We’ve already looked at the prospects for technologists at the large U.S. investment banks. What’s the situation at their European counterparts? Where possible, we’ve looked at budgets for IT infrastructure and hardware, as well as where they’re hiring currently and what the potential for recruitment down the line is.
Tech budget year-on-year to September: +4%
Current recruitment: Globally, the bank has 168 tech vacancies. Of these, 19 are in its back office in Raleigh, North Carolina office, and 19 more in New York, which are focused on front office credit development positions, project management and infrastructure. Elsewhere, there are 65 tech postings based in Wraclow, Poland, 22 in India and 36 in London.
The positions are focused on senior developers, business analysts or project managers as well as more specialist domain expertise like risk, fixed income and credit. I
Prospects: Poor. While all signs point to the fact that senior and specialist IT roles will remain in New York and London, there’s no denying the acceleration of near-shoring technology functions.
As part of its cost-cutting drive, Credit Suisse aims to strip out the equivalent of $1.3 billion from its infrastructure, which will inevitably include IT. The bank has been advertising for German-speaking technologists to work in Poland since 2009, it has a graduate scheme for IT there and the bank’s finance chief, David Mathers, said last week that more IT jobs would be shifted to lower cost destinations. This will primarily affect technologists in Switzerland and Singapore, but will inevitably put a dampener in recruitment in London. Back in 2010, for instance, Credit Suisse had nearly 200 IT vacancies in London.
Tech budget year-on-year to September: Not stated
Current recruitment: Deutsche Bank has around 100 IT vacancies globally, but it doesn’t look great if you have aspirations to work in New York or London. There are 50 positions in the U.S., but just three specialist and senior positions are in New York, with the remainder spread across offices in Jacksonville, Florida and Cary, North Carolina. It has 20 jobs in its Russian operation including a number of development roles for its much-vaunted Autobahn FX platform and QA positions. Nearshoring is in action in the UK too, with 20 positions within its Birmingham office and just three in London.

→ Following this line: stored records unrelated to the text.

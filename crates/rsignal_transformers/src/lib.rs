//! rsignal_transformers: The `$signal` / `$memo` marker rewrite.
//!
//! For one module: the [`MarkerCollector`] finds marker calls and the
//! declarations they initialize, each [`MacroRule`] validates its calls and
//! records edits in a [`RewritePlan`], and the [`Rewriter`] folds the tree
//! into a new one with the edits applied and the constructor imports on top.

pub mod collector;
pub mod error;
pub mod imports;
pub mod plan;
pub mod rewriter;
pub mod rules;
pub mod settings;
pub mod uid;

pub use collector::{BindingContext, CollectedMarkers, MarkerCall, MarkerCollector};
pub use error::MacroError;
pub use imports::ImportRegistry;
pub use plan::RewritePlan;
pub use rewriter::Rewriter;
pub use rules::{MacroRule, MarkerKind, ReactiveRule, RewriteReport, RuleContext};
pub use settings::{MacroSettings, MemoWritePolicy, RuleConfig};
pub use uid::UidGenerator;

use rsignal_ast::node::{SourceFile, Statement};
use rsignal_ast::NodeFactory;
use rsignal_binder::Binder;
use rsignal_core::intern::{InternedString, StringInterner};

/// Result of transforming one module.
#[derive(Debug)]
pub enum TransformOutput<'a> {
    /// No marker calls and no macro imports: the source text stands as is.
    Unchanged,
    Rewritten {
        statements: &'a [Statement<'a>],
        report: RewriteReport,
    },
}

/// A transformation of a bound source file.
pub trait Transformer {
    fn transform<'a>(
        &self,
        factory: &NodeFactory<'a>,
        binder: &Binder,
        source_file: &SourceFile<'a>,
    ) -> Result<TransformOutput<'a>, MacroError>;
}

/// Runs the marker rules over a module.
pub struct MacroTransformer {
    interner: StringInterner,
    settings: MacroSettings,
    rules: Vec<Box<dyn MacroRule>>,
}

impl MacroTransformer {
    pub fn new(interner: &StringInterner, settings: MacroSettings) -> Self {
        let rules: Vec<Box<dyn MacroRule>> = vec![
            Box::new(ReactiveRule::signal(&settings)),
            Box::new(ReactiveRule::memo(&settings)),
        ];
        Self {
            interner: interner.clone(),
            settings,
            rules,
        }
    }

    pub fn settings(&self) -> &MacroSettings {
        &self.settings
    }

    fn marker_names(&self) -> Vec<InternedString> {
        self.rules
            .iter()
            .map(|rule| self.interner.intern(rule.marker()))
            .collect()
    }

    fn rule_for(&self, marker: InternedString) -> Option<&dyn MacroRule> {
        let name = self.interner.resolve(marker);
        self.rules
            .iter()
            .find(|rule| rule.marker() == name)
            .map(|rule| rule.as_ref())
    }
}

impl Transformer for MacroTransformer {
    fn transform<'a>(
        &self,
        factory: &NodeFactory<'a>,
        binder: &Binder,
        source_file: &SourceFile<'a>,
    ) -> Result<TransformOutput<'a>, MacroError> {
        let markers = self.marker_names();
        let collected = MarkerCollector::new(&self.interner, &markers, &self.settings.macro_modules)
            .collect(source_file);
        if collected.is_empty() {
            return Ok(TransformOutput::Unchanged);
        }

        let mut cx = RuleContext::new(&self.interner, binder, &self.settings);
        for call in collected.calls.iter() {
            if let Some(rule) = self.rule_for(call.marker) {
                rule.apply(&mut cx, call)?;
            }
        }
        for import in collected.macro_imports.iter() {
            cx.plan.strip_import(import.data.range, &markers);
        }

        let (plan, imports, report) = cx.into_parts();
        let prelude = imports.to_statements(factory);
        let statements = Rewriter::new(&plan, factory).rewrite_module(source_file.statements, prelude);
        Ok(TransformOutput::Rewritten { statements, report })
    }
}
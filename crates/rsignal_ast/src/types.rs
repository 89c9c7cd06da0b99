//! Flag types attached to nodes and tokens.

bitflags::bitflags! {
    /// Flags for AST nodes.
    #[derive(Debug, Clone, Copy, PartialEq, Eq, Hash, Default)]
    pub struct NodeFlags: u32 {
        const NONE           = 0;
        const LET            = 1 << 0;
        const CONST          = 1 << 1;
        /// Created by the rewriter rather than the parser.
        const SYNTHESIZED    = 1 << 2;
        /// Member or call written with `?.`.
        const OPTIONAL_CHAIN = 1 << 3;
        /// Generator function or `yield*`.
        const ASTERISK       = 1 << 4;
        /// `for await (...)`.
        const AWAIT          = 1 << 5;
        /// Object literal or class member was written over several lines.
        const MULTI_LINE     = 1 << 6;
        /// String literal written with single quotes.
        const SINGLE_QUOTE   = 1 << 7;

        const BLOCK_SCOPED = Self::LET.bits() | Self::CONST.bits();
    }
}

bitflags::bitflags! {
    /// Modifiers on declarations and class members.
    #[derive(Debug, Clone, Copy, PartialEq, Eq, Hash, Default)]
    pub struct ModifierFlags: u16 {
        const NONE    = 0;
        const EXPORT  = 1 << 0;
        const DEFAULT = 1 << 1;
        const ASYNC   = 1 << 2;
        const STATIC  = 1 << 3;
    }
}

bitflags::bitflags! {
    /// Token flags set by the scanner.
    #[derive(Debug, Clone, Copy, PartialEq, Eq, Hash, Default)]
    pub struct TokenFlags: u16 {
        const NONE                 = 0;
        const PRECEDING_LINE_BREAK = 1 << 0;
        const UNTERMINATED         = 1 << 1;
        const SINGLE_QUOTE         = 1 << 2;
        const HEX_SPECIFIER        = 1 << 3;
        const BINARY_SPECIFIER     = 1 << 4;
        const OCTAL_SPECIFIER      = 1 << 5;
        const SCIENTIFIC           = 1 << 6;
        const CONTAINS_SEPARATOR   = 1 << 7;
    }
}

/// Which keyword introduced a variable declaration list.
#[derive(Debug, Clone, Copy, PartialEq, Eq, Hash)]
pub enum DeclarationKind {
    Var,
    Let,
    Const,
}

impl DeclarationKind {
    pub fn from_flags(flags: NodeFlags) -> Self {
        if flags.contains(NodeFlags::CONST) {
            DeclarationKind::Const
        } else if flags.contains(NodeFlags::LET) {
            DeclarationKind::Let
        } else {
            DeclarationKind::Var
        }
    }

    pub fn to_flags(self) -> NodeFlags {
        match self {
            DeclarationKind::Var => NodeFlags::NONE,
            DeclarationKind::Let => NodeFlags::LET,
            DeclarationKind::Const => NodeFlags::CONST,
        }
    }

    pub fn as_str(self) -> &'static str {
        match self {
            DeclarationKind::Var => "var",
            DeclarationKind::Let => "let",
            DeclarationKind::Const => "const",
        }
    }
}

impl std::fmt::Display for DeclarationKind {
    fn fmt(&self, f: &mut std::fmt::Formatter<'_>) -> std::fmt::Result {
        f.write_str(self.as_str())
    }
}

Prospects: Not great. During its strategy presentation, Deutsche’s chief executive pointed to how there was “entirely too much infrastructure staff sitting in expensive locations in New York and London” and that 700 million Euros would be stripped out of technology spend across the group.
Headhunters remain convinced that large front office projects could soon filter down to technology recruitment in London, but so far there’s little indication of this. Deutsche has released some new innovations to its Autobahn app and has been hiring in London as a result. However, the bank does appear to be looking for cheaper alternatives to large-scale development projects; not least through its ‘Lodestone Foundation’ initiative, which is encouraging banks to share technology.
Tech budget year-on-year to September: General IT spend has increased by 9.5%, while IT outsourcing costs have risen by 14%.
Current recruitment: Just 16 roles globally, which is not surprising considering the fact that the bank is set to implement a further 10,000 redundancies. None of them are anywhere in the U.S. Even more depressingly, 8 of these jobs are based in its corporate center in Krakow, Poland, and the remainder split between Hong Kong and Switzerland. There are, however, some London vacancies for front office developers and project managers, as well as an outsourcing and off-shoring expert.
Prospects: Assuming your office pass still works, don’t expect many new opportunities in New York, Stamford, Connecticut or Weehawken, New Jersey any time soon. Like Credit Suisse, UBS is focusing firmly on shifting IT jobs to cheaper locations, hence reports of up to 2,000 tech job cuts. In fact, 5,500 jobs are to go from the back office, so expect IT to be included in this. The only upside is that recruiters still view UBS IT professionals as valuable commodities.